- Assigned task
Each line below from the one containing "corresponding data block." through the one containing "let chunk = (self.block_size" is to be given again exactly, and no line outside that span.

- Records from a collection

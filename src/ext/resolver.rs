//! Translates an inode's logical byte offsets into physical block numbers
//! on the backing stream, following either the classic direct/indirect map
//! or the extent tree (§4.G), and exposes a `read`-style helper built on
//! top of that translation.

use super::extent_tree::{decode_extent_node, find_leaf_extent, select_index_child, ExtentNode};
use super::inode::Inode;
use crate::error::{Error, Result};
use crate::stream::SparseStream;

/// Resolves and reads an inode's data blocks against a mounted backing
/// stream, given the filesystem's block size.
pub struct ExtBlockResolver<S> {
    stream: S,
    block_size: u64,
}

fn read_exact_at<S: SparseStream>(stream: &mut S, offset: u64, buf: &mut [u8]) -> Result<()> {
    stream.set_position(offset);
    let mut done = 0usize;
    while done < buf.len() {
        let n = stream.read_at(&mut buf[done..])?;
        if n == 0 {
            return Err(Error::out_of_range(format!(
                "unexpected EOF reading {} bytes at offset {offset}",
                buf.len()
            )));
        }
        done += n;
    }
    Ok(())
}

impl<S: SparseStream> ExtBlockResolver<S> {
    pub fn new(stream: S, block_size: u64) -> Self {
        Self { stream, block_size }
    }

    fn read_block_u32(&mut self, block: u32, index_within_block: u64) -> Result<u32> {
        let offset = block as u64 * self.block_size + index_within_block * 4;
        let mut buf = [0u8; 4];
        read_exact_at(&mut self.stream, offset, &mut buf)?;
        Ok(crate::endian::read_u32_le(&buf))
    }

    /// Resolve logical block `l` via the classic direct/indirect/double-indirect
    /// map. Returns `None` for a hole (a zero pointer at any level).
    fn resolve_classic(&mut self, inode: &Inode, l: u64) -> Result<Option<u64>> {
        if l < 12 {
            let ptr = inode.direct_blocks()[l as usize];
            return Ok(if ptr == 0 { None } else { Some(ptr as u64) });
        }
        let per_block = self.block_size / 4;
        let mut l = l - 12;

        if l < per_block {
            let indirect = inode.indirect_block();
            if indirect == 0 {
                return Ok(None);
            }
            let ptr = self.read_block_u32(indirect, l)?;
            return Ok(if ptr == 0 { None } else { Some(ptr as u64) });
        }
        l -= per_block;

        if l < per_block * per_block {
            let double = inode.double_indirect_block();
            if double == 0 {
                return Ok(None);
            }
            let outer_index = l / per_block;
            let inner_index = l % per_block;
            let outer_ptr = self.read_block_u32(double, outer_index)?;
            if outer_ptr == 0 {
                return Ok(None);
            }
            let inner_ptr = self.read_block_u32(outer_ptr, inner_index)?;
            return Ok(if inner_ptr == 0 { None } else { Some(inner_ptr as u64) });
        }

        Err(Error::triple_indirect(format!(
            "logical block {} requires a triple-indirect lookup",
            l + 12 + per_block + per_block * per_block
        )))
    }

    /// Resolve logical block `l` via the extent tree rooted at the inode's
    /// `i_block`.
    fn resolve_extents(&mut self, inode: &Inode, l: u64) -> Result<Option<u64>> {
        let l = u32::try_from(l)
            .map_err(|_| Error::out_of_range("logical block exceeds extent tree's u32 range"))?;
        let mut node = decode_extent_node(&inode.i_block)?;
        loop {
            match node {
                ExtentNode::Leaf(leaves) => {
                    return Ok(find_leaf_extent(&leaves, l).map(|e| e.physical_block_for(l)));
                }
                ExtentNode::Index(indexes) => {
                    let Some(chosen) = select_index_child(&indexes, l) else {
                        return Ok(None);
                    };
                    let mut block = vec![0u8; self.block_size as usize];
                    read_exact_at(
                        &mut self.stream,
                        chosen.child_block * self.block_size,
                        &mut block,
                    )?;
                    node = decode_extent_node(&block)?;
                }
            }
        }
    }

    /// Resolve logical block `l` to a physical block number, or `None` for
    /// a sparse hole. Dispatches on `inode.uses_extents()`.
    pub fn resolve(&mut self, inode: &Inode, l: u64) -> Result<Option<u64>> {
        if inode.uses_extents() {
            self.resolve_extents(inode, l)
        } else {
            self.resolve_classic(inode, l)
        }
    }

    /// Read up to `buf.len()` bytes of `inode`'s data starting at byte
    /// offset `pos`, returning the number of bytes actually read (capped at
    /// `inode.size - pos`). Holes read back as zero without resolving or
    /// fetching the corresponding data block.
    pub fn read(&mut self, inode: &Inode, pos: u64, buf: &mut [u8]) -> Result<usize> {
        let remaining = inode.size.saturating_sub(pos);
        let want = (buf.len() as u64).min(remaining) as usize;
        let mut done = 0usize;

        while done < want {
            let abs_pos = pos + done as u64;
            let logical_block = abs_pos / self.block_size;
            let block_offset = (abs_pos % self.block_size) as usize;
            let chunk = (self.block_size as usize - block_offset).min(want - done);

            match self.resolve(inode, logical_block)? {
                None => buf[done..done + chunk].fill(0),
                Some(physical) => {
                    let mut block = vec![0u8; self.block_size as usize];
                    read_exact_at(&mut self.stream, physical * self.block_size, &mut block)?;
                    buf[done..done + chunk]
                        .copy_from_slice(&block[block_offset..block_offset + chunk]);
                }
            }
            done += chunk;
        }
        Ok(done)
    }

    pub fn into_inner(self) -> S {
        self.stream
    }
}

#[cfg(test)]
mod tests {
    use super::*;
    use crate::ext::inode::InodeFlags;
    use crate::stream::wrapping::WrappingStream;
    use std::io::Cursor;

    const BLOCK_SIZE: u64 = 1024;

    fn stream_from(data: Vec<u8>) -> WrappingStream<Cursor<Vec<u8>>> {
        let len = data.len() as u64;
        WrappingStream::new(Cursor::new(data), len)
    }

    fn make_inode(size: u64, i_block: [u8; 60]) -> Inode {
        Inode { size, flags: InodeFlags::empty(), i_block }
    }

    #[test]
    fn classic_direct_block_resolves() {
        let mut disk = vec![0u8; BLOCK_SIZE as usize * 20];
        disk[5 * BLOCK_SIZE as usize..5 * BLOCK_SIZE as usize + 4].copy_from_slice(b"data");
        let mut i_block = [0u8; 60];
        crate::endian::write_u32_le(&mut i_block[0..4], 5);
        let inode = make_inode(BLOCK_SIZE, i_block);

        let mut resolver = ExtBlockResolver::new(stream_from(disk), BLOCK_SIZE);
        assert_eq!(resolver.resolve(&inode, 0).unwrap(), Some(5));

        let mut buf = vec![0u8; 4];
        resolver.read(&inode, 0, &mut buf).unwrap();
        assert_eq!(&buf, b"data");
    }

    #[test]
    fn ext_hole_read_returns_zeros_without_fetch() {
        // Inode of size 4 MiB, all direct and indirect pointers zero: every
        // byte in [0, 4 MiB) must read back as zero with no block fetch.
        let disk = vec![0xFFu8; BLOCK_SIZE as usize]; // poison: if ever read, assertion fails
        let inode = make_inode(4 * 1024 * 1024, [0u8; 60]);
        let mut resolver = ExtBlockResolver::new(stream_from(disk), BLOCK_SIZE);

        let mut buf = vec![0xAAu8; 8192];
        let n = resolver.read(&inode, 0, &mut buf).unwrap();
        assert_eq!(n, 8192);
        assert!(buf.iter().all(|&b| b == 0));
    }

    #[test]
    fn double_indirect_zero_outer_is_a_hole() {
        let per_block = BLOCK_SIZE / 4;
        let l = 12 + per_block; // first double-indirect-range block
        let disk = vec![0u8; BLOCK_SIZE as usize];
        let mut i_block = [0u8; 60];
        crate::endian::write_u32_le(&mut i_block[52..56], 1); // double_indirect_block = 1 (unread, stays zero pointer)
        let inode = make_inode(BLOCK_SIZE * 100, i_block);
        let mut resolver = ExtBlockResolver::new(stream_from(disk), BLOCK_SIZE);
        assert_eq!(resolver.resolve(&inode, l).unwrap(), None);
    }

    #[test]
    fn triple_indirect_is_rejected() {
        let per_block = BLOCK_SIZE / 4;
        let l = 12 + per_block + per_block * per_block;
        let disk = vec![0u8; BLOCK_SIZE as usize];
        let inode = make_inode(BLOCK_SIZE * (l + 1), [0u8; 60]);
        let mut resolver = ExtBlockResolver::new(stream_from(disk), BLOCK_SIZE);
        assert!(matches!(
            resolver.resolve(&inode, l),
            Err(Error::TripleIndirectUnsupported { .. })
        ));
    }

    #[test]
    fn extent_tree_resolves_leaf() {
        let mut i_block = [0u8; 60];
        crate::endian::write_u16_le(&mut i_block[0..2], 0xF30A);
        crate::endian::write_u16_le(&mut i_block[2..4], 1);
        crate::endian::write_u16_le(&mut i_block[4..6], 4);
        crate::endian::write_u16_le(&mut i_block[6..8], 0);
        crate::endian::write_u32_le(&mut i_block[12..16], 0); // first_logical_block
        crate::endian::write_u16_le(&mut i_block[16..18], 3); // num_blocks
        crate::endian::write_u16_le(&mut i_block[18..20], 0); // start_hi
        crate::endian::write_u32_le(&mut i_block[20..24], 50); // start_lo
        let mut flags = InodeFlags::empty();
        flags.insert(InodeFlags::EXTENTS_FL);
        let inode = Inode { size: BLOCK_SIZE * 3, flags, i_block };

        let disk = vec![0u8; BLOCK_SIZE as usize * 60];
        let mut resolver = ExtBlockResolver::new(stream_from(disk), BLOCK_SIZE);
        assert_eq!(resolver.resolve(&inode, 2).unwrap(), Some(52));
        assert_eq!(resolver.resolve(&inode, 5).unwrap(), None);
    }
}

- Response to this task
    /// fetching the corresponding data block.
    pub fn read(&mut self, inode: &Inode, pos: u64, buf: &mut [u8]) -> Result<usize> {
        let remaining = inode.size.saturating_sub(pos);
        let want = (buf.len() as u64).min(remaining) as usize;
        let mut done = 0usize;

        while done < want {
            let abs_pos = pos + done as u64;
            let logical_block = abs_pos / self.block_size;
            let block_offset = (abs_pos % self.block_size) as usize;
            let chunk = (self.block_size as usize - block_offset).min(want - done);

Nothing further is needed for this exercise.